START TASK DATA

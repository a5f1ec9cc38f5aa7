//! Numeric Tic-Tac-Toe rules
//!
//! Pure functions over [`Board`]: none of them touch an environment, so any
//! board can be inspected directly.

pub mod action;
pub mod board;
pub mod lines;
pub mod outcome;
pub mod transition;
pub mod values;

pub use action::{Action, ActionSpace, action_space, allowed_positions};
pub use board::{BOARD_SIZE, Board, Cell};
pub use lines::{LineAnalyzer, TARGET_SUM, WINNING_LINES, is_winning};
pub use outcome::{
    Outcome, REWARD_LOSE, REWARD_RESUME, REWARD_TIE, REWARD_WIN, RewardTable, is_terminal,
};
pub use transition::state_transition;
pub use values::{AllowedValues, Player, VALUE_RANGE, allowed_values};
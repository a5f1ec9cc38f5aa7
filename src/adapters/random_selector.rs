//! Uniform random move selection

use rand::{SeedableRng, random, rngs::StdRng, seq::IndexedRandom};

use crate::{
    Result,
    ports::ActionSelector,
    tictactoe::{Action, Board},
};

/// Picks uniformly among the legal actions.
///
/// This is the env's default opponent. Seed it (or call
/// [`ActionSelector::set_rng_seed`]) for reproducible episodes.
#[derive(Debug, Clone)]
pub struct RandomSelector {
    name: String,
    rng: StdRng,
}

impl RandomSelector {
    /// Create a random selector seeded from entropy
    pub fn new(name: impl Into<String>) -> Self {
        Self {
            name: name.into(),
            rng: StdRng::seed_from_u64(random()),
        }
    }

    /// Create a random selector with a deterministic seed
    pub fn with_seed(name: impl Into<String>, seed: u64) -> Self {
        Self {
            name: name.into(),
            rng: StdRng::seed_from_u64(seed),
        }
    }
}

impl ActionSelector for RandomSelector {
    fn select_action(&mut self, _board: &Board, actions: &[Action]) -> Result<Action> {
        let action = *actions
            .choose(&mut self.rng)
            .ok_or(crate::Error::NoValidMoves)?;
        tracing::trace!(selector = %self.name, %action, choices = actions.len(), "random pick");
        Ok(action)
    }

    fn name(&self) -> &str {
        &self.name
    }

    fn set_rng_seed(&mut self, seed: u64) -> Result<()> {
        self.rng = StdRng::seed_from_u64(seed);
        Ok(())
    }
}

#[cfg(test)]
mod tests {
    use super::*;
    use crate::tictactoe::action_space;

    #[test]
    fn same_seed_same_choices() {
        let board = Board::new();
        let actions: Vec<_> = action_space(&board).env_actions().collect();

        let mut a = RandomSelector::with_seed("a", 7);
        let mut b = RandomSelector::with_seed("b", 7);
        for _ in 0..20 {
            assert_eq!(
                a.select_action(&board, &actions).unwrap(),
                b.select_action(&board, &actions).unwrap()
            );
        }
    }

    #[test]
    fn reseeding_restarts_the_sequence() {
        let board = Board::new();
        let actions: Vec<_> = action_space(&board).agent_actions().collect();

        let mut selector = RandomSelector::new("agent");
        selector.set_rng_seed(3).unwrap();
        let first: Vec<_> = (0..5)
            .map(|_| selector.select_action(&board, &actions).unwrap())
            .collect();
        selector.set_rng_seed(3).unwrap();
        let second: Vec<_> = (0..5)
            .map(|_| selector.select_action(&board, &actions).unwrap())
            .collect();
        assert_eq!(first, second);
    }

    #[test]
    fn picks_only_listed_actions() {
        let board = Board::new();
        let actions = vec![Action::new(2, 4), Action::new(6, 8)];
        let mut selector = RandomSelector::with_seed("env", 11);
        for _ in 0..50 {
            let picked = selector.select_action(&board, &actions).unwrap();
            assert!(actions.contains(&picked));
        }
    }

    #[test]
    fn empty_list_is_an_error() {
        let mut selector = RandomSelector::with_seed("env", 0);
        let err = selector.select_action(&Board::new(), &[]).unwrap_err();
        assert!(matches!(err, crate::Error::NoValidMoves));
    }
}
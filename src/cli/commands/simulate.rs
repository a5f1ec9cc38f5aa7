//! Simulate command - Play random episodes against the environment

use std::path::PathBuf;

use anyhow::{Context, Result};
use clap::Parser;

use crate::{
    app::App,
    cli::{
        config::SimulateConfig,
        output::{format_percent, print_kv, print_section, print_stats_table},
    },
    pipeline::{EpisodeRunner, ProgressObserver, SimulationSummary},
};

#[derive(Parser, Debug)]
#[command(about = "Play uniform-random agent episodes against the random env")]
pub struct SimulateArgs {
    /// Number of episodes (overrides the config file)
    #[arg(long, short = 'n')]
    pub episodes: Option<usize>,

    /// Random seed for reproducibility (overrides the config file)
    #[arg(long)]
    pub seed: Option<u64>,

    /// JSON config file
    #[arg(long, short = 'c')]
    pub config: Option<PathBuf>,

    /// Print the summary as JSON
    #[arg(long)]
    pub json: bool,

    /// Disable the progress bar
    #[arg(long)]
    pub no_progress: bool,
}

impl SimulateArgs {
    /// Merge the config file (if any) with command-line overrides
    pub fn resolve_config(&self) -> Result<SimulateConfig> {
        let mut config = match &self.config {
            Some(path) => SimulateConfig::load(path)
                .with_context(|| format!("loading simulate config {}", path.display()))?,
            None => SimulateConfig::default(),
        };

        if let Some(episodes) = self.episodes {
            config.episodes = episodes;
        }
        if let Some(seed) = self.seed {
            config.seed = Some(seed);
        }
        if self.no_progress || self.json {
            config.progress = false;
        }

        config.validate()?;
        Ok(config)
    }
}

/// Run the simulation without printing anything
pub fn run(args: &SimulateArgs) -> Result<SimulationSummary> {
    let config = args.resolve_config()?;

    let app = match config.seed {
        Some(seed) => App::new().with_default_seed(seed),
        None => App::new(),
    };
    let mut env = app.create_environment(&config.env);
    let mut agent = app.create_random_agent("agent");

    let mut runner = EpisodeRunner::new(config.episode_config());
    if config.progress {
        runner = runner.with_observer(Box::new(ProgressObserver::new()));
    }

    let summary = runner
        .run(&mut env, &mut agent)
        .context("simulation failed")?;
    Ok(summary)
}

pub fn execute(args: SimulateArgs) -> Result<()> {
    let summary = run(&args)?;

    if args.json {
        println!("{}", serde_json::to_string_pretty(&summary)?);
        return Ok(());
    }

    print_section("Simulation Summary");
    print_kv("Episodes", &summary.episodes.to_string());
    if let Some(seed) = args.seed {
        print_kv("Seed", &seed.to_string());
    }
    print_stats_table(&[
        (
            "Wins",
            format!("{} ({})", summary.wins, format_percent(summary.win_rate)),
        ),
        (
            "Losses",
            format!("{} ({})", summary.losses, format_percent(summary.loss_rate)),
        ),
        (
            "Ties",
            format!("{} ({})", summary.ties, format_percent(summary.tie_rate)),
        ),
        ("Mean return", format!("{:.2}", summary.mean_return)),
        ("Mean agent moves", format!("{:.2}", summary.mean_agent_moves)),
    ]);

    Ok(())
}
//! Board representation and text parsing

use std::fmt;

use serde::{Deserialize, Serialize};

/// Number of cells on the 3x3 board
pub const BOARD_SIZE: usize = 9;

/// A cell on the board: either empty or holding one of the values 1-9
#[derive(Debug, Clone, Copy, PartialEq, Eq, Hash, Serialize, Deserialize)]
pub enum Cell {
    Empty,
    Filled(u8),
}

impl Cell {
    /// The value in this cell, if any
    pub fn value(self) -> Option<u8> {
        match self {
            Cell::Empty => None,
            Cell::Filled(v) => Some(v),
        }
    }

    pub fn is_empty(self) -> bool {
        self == Cell::Empty
    }

    pub fn to_char(self) -> char {
        match self {
            Cell::Empty => '.',
            Cell::Filled(v) => char::from(b'0' + v),
        }
    }

    pub fn from_char(c: char) -> Option<Cell> {
        match c {
            '.' | '_' | '-' => Some(Cell::Empty),
            '1'..='9' => c.to_digit(10).map(|d| Cell::Filled(d as u8)),
            _ => None,
        }
    }
}

/// The 3x3 board, indexed 0-8 in row-major order.
///
/// `Board` is `Copy` (9 small cells), which lets the environment stage a full
/// turn on a scratch copy and commit it only when both half-moves succeed.
#[derive(Debug, Clone, Copy, PartialEq, Eq, Hash, Serialize, Deserialize)]
pub struct Board {
    pub cells: [Cell; BOARD_SIZE],
}

impl Board {
    /// Create an empty board
    pub fn new() -> Self {
        Board {
            cells: [Cell::Empty; BOARD_SIZE],
        }
    }

    /// Build a board from cells, rejecting out-of-range or repeated values.
    ///
    /// # Errors
    ///
    /// Returns [`crate::Error::InvalidValue`] for values outside 1-9 and
    /// [`crate::Error::DuplicateValue`] when a value appears twice.
    pub fn from_cells(cells: [Cell; BOARD_SIZE]) -> Result<Self, crate::Error> {
        let mut seen = [false; BOARD_SIZE + 1];
        for value in cells.iter().filter_map(|c| c.value()) {
            if !(1..=9).contains(&value) {
                return Err(crate::Error::InvalidValue { value });
            }
            if seen[value as usize] {
                return Err(crate::Error::DuplicateValue { value });
            }
            seen[value as usize] = true;
        }
        Ok(Board { cells })
    }

    /// Create a board from a string representation.
    ///
    /// Whitespace is ignored. The remaining text must hold exactly 9 symbols:
    /// digits `1`-`9` for filled cells and `.`, `_` or `-` for empty ones.
    ///
    /// # Examples
    ///
    /// ```
    /// use fifteen::tictactoe::{Board, Cell};
    ///
    /// let board = Board::from_string("1 2 3  4 . .  . . .").unwrap();
    /// assert_eq!(board.get(3), Cell::Filled(4));
    /// assert!(board.is_empty(4));
    /// ```
    ///
    /// # Errors
    ///
    /// Returns error if the length is not 9, any character is invalid, or a
    /// value is repeated.
    pub fn from_string(s: &str) -> Result<Self, crate::Error> {
        let chars: Vec<char> = s.chars().filter(|c| !c.is_whitespace()).collect();
        if chars.len() != BOARD_SIZE {
            return Err(crate::Error::InvalidBoardLength {
                expected: BOARD_SIZE,
                got: chars.len(),
                context: s.to_string(),
            });
        }

        let mut cells = [Cell::Empty; BOARD_SIZE];
        for (i, &c) in chars.iter().enumerate() {
            cells[i] = Cell::from_char(c).ok_or_else(|| crate::Error::InvalidCellCharacter {
                character: c,
                position: i,
                context: s.to_string(),
            })?;
        }

        Self::from_cells(cells)
    }

    /// Compact 9-character encoding, e.g. `"1234....."`
    pub fn encode(&self) -> String {
        self.cells.iter().map(|c| c.to_char()).collect()
    }

    /// Get cell at position (0-8)
    pub fn get(&self, pos: usize) -> Cell {
        self.cells[pos]
    }

    /// Check if a position is empty
    pub fn is_empty(&self, pos: usize) -> bool {
        self.cells[pos].is_empty()
    }

    /// Whether no empty cell remains
    pub fn is_full(&self) -> bool {
        self.cells.iter().all(|c| !c.is_empty())
    }

    pub fn occupied_count(&self) -> usize {
        self.cells.iter().filter(|c| !c.is_empty()).count()
    }

    /// Values currently on the board, in cell order
    pub fn used_values(&self) -> impl Iterator<Item = u8> + '_ {
        self.cells.iter().filter_map(|c| c.value())
    }

    pub fn contains_value(&self, value: u8) -> bool {
        self.used_values().any(|v| v == value)
    }
}

impl Default for Board {
    fn default() -> Self {
        Self::new()
    }
}

impl fmt::Display for Board {
    fn fmt(&self, f: &mut fmt::Formatter<'_>) -> fmt::Result {
        for (i, &cell) in self.cells.iter().enumerate() {
            write!(f, "{}", cell.to_char())?;
            if (i + 1) % 3 == 0 {
                if i < 8 {
                    writeln!(f)?;
                }
            } else {
                write!(f, " ")?;
            }
        }
        Ok(())
    }
}
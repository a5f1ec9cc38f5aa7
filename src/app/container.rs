//! Factory wiring environments to their selectors.

use super::config::EnvConfig;
use crate::{Environment, adapters::RandomSelector};

/// Application entry point that builds environments and agent selectors.
///
/// A default seed set here applies to every environment created without its
/// own seed.
///
/// # Examples
///
/// ```
/// use fifteen::app::{App, EnvConfig};
///
/// let app = App::new().with_default_seed(7);
/// let mut env = app.create_environment(&EnvConfig::default());
/// env.reset();
/// assert!(!env.is_done());
/// ```
#[derive(Debug, Clone, Default)]
pub struct App {
    default_seed: Option<u64>,
}

impl App {
    pub fn new() -> Self {
        Self { default_seed: None }
    }

    pub fn with_default_seed(mut self, seed: u64) -> Self {
        self.default_seed = Some(seed);
        self
    }

    pub fn default_seed(&self) -> Option<u64> {
        self.default_seed
    }

    /// Build an environment whose env player moves uniformly at random
    pub fn create_environment(&self, config: &EnvConfig) -> Environment<RandomSelector> {
        let selector = match config.seed.or(self.default_seed) {
            Some(seed) => RandomSelector::with_seed(config.opponent_name.clone(), seed),
            None => RandomSelector::new(config.opponent_name.clone()),
        };
        Environment::new(selector)
    }

    /// Build a uniform random agent, seeded from the app default when set
    pub fn create_random_agent(&self, name: impl Into<String>) -> RandomSelector {
        match self.default_seed {
            Some(seed) => RandomSelector::with_seed(name, seed),
            None => RandomSelector::new(name),
        }
    }
}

END TASK DATA

All that is wanted is an exact copy of the lines above from the one with "writeln!(f)?;" through the one with "uniformly at random", with both ends included.

TASK RESULT ▸
                    writeln!(f)?;
                }
            } else {
                write!(f, " ")?;
            }
        }
        Ok(())
    }
}
repository a5f1ec9cc38f5aa7
filename src/app/container.rs
//! Factory wiring environments to their selectors.

use super::config::EnvConfig;
use crate::{Environment, adapters::RandomSelector};

/// Application entry point that builds environments and agent selectors.
///
/// A default seed set here applies to every environment created without its
/// own seed.
///
/// # Examples
///
/// ```
/// use fifteen::app::{App, EnvConfig};
///
/// let app = App::new().with_default_seed(7);
/// let mut env = app.create_environment(&EnvConfig::default());
/// env.reset();
/// assert!(!env.is_done());
/// ```
#[derive(Debug, Clone, Default)]
pub struct App {
    default_seed: Option<u64>,
}

impl App {
    pub fn new() -> Self {
        Self { default_seed: None }
    }

    pub fn with_default_seed(mut self, seed: u64) -> Self {
        self.default_seed = Some(seed);
        self
    }

    pub fn default_seed(&self) -> Option<u64> {
        self.default_seed
    }

    /// Build an environment whose env player moves uniformly at random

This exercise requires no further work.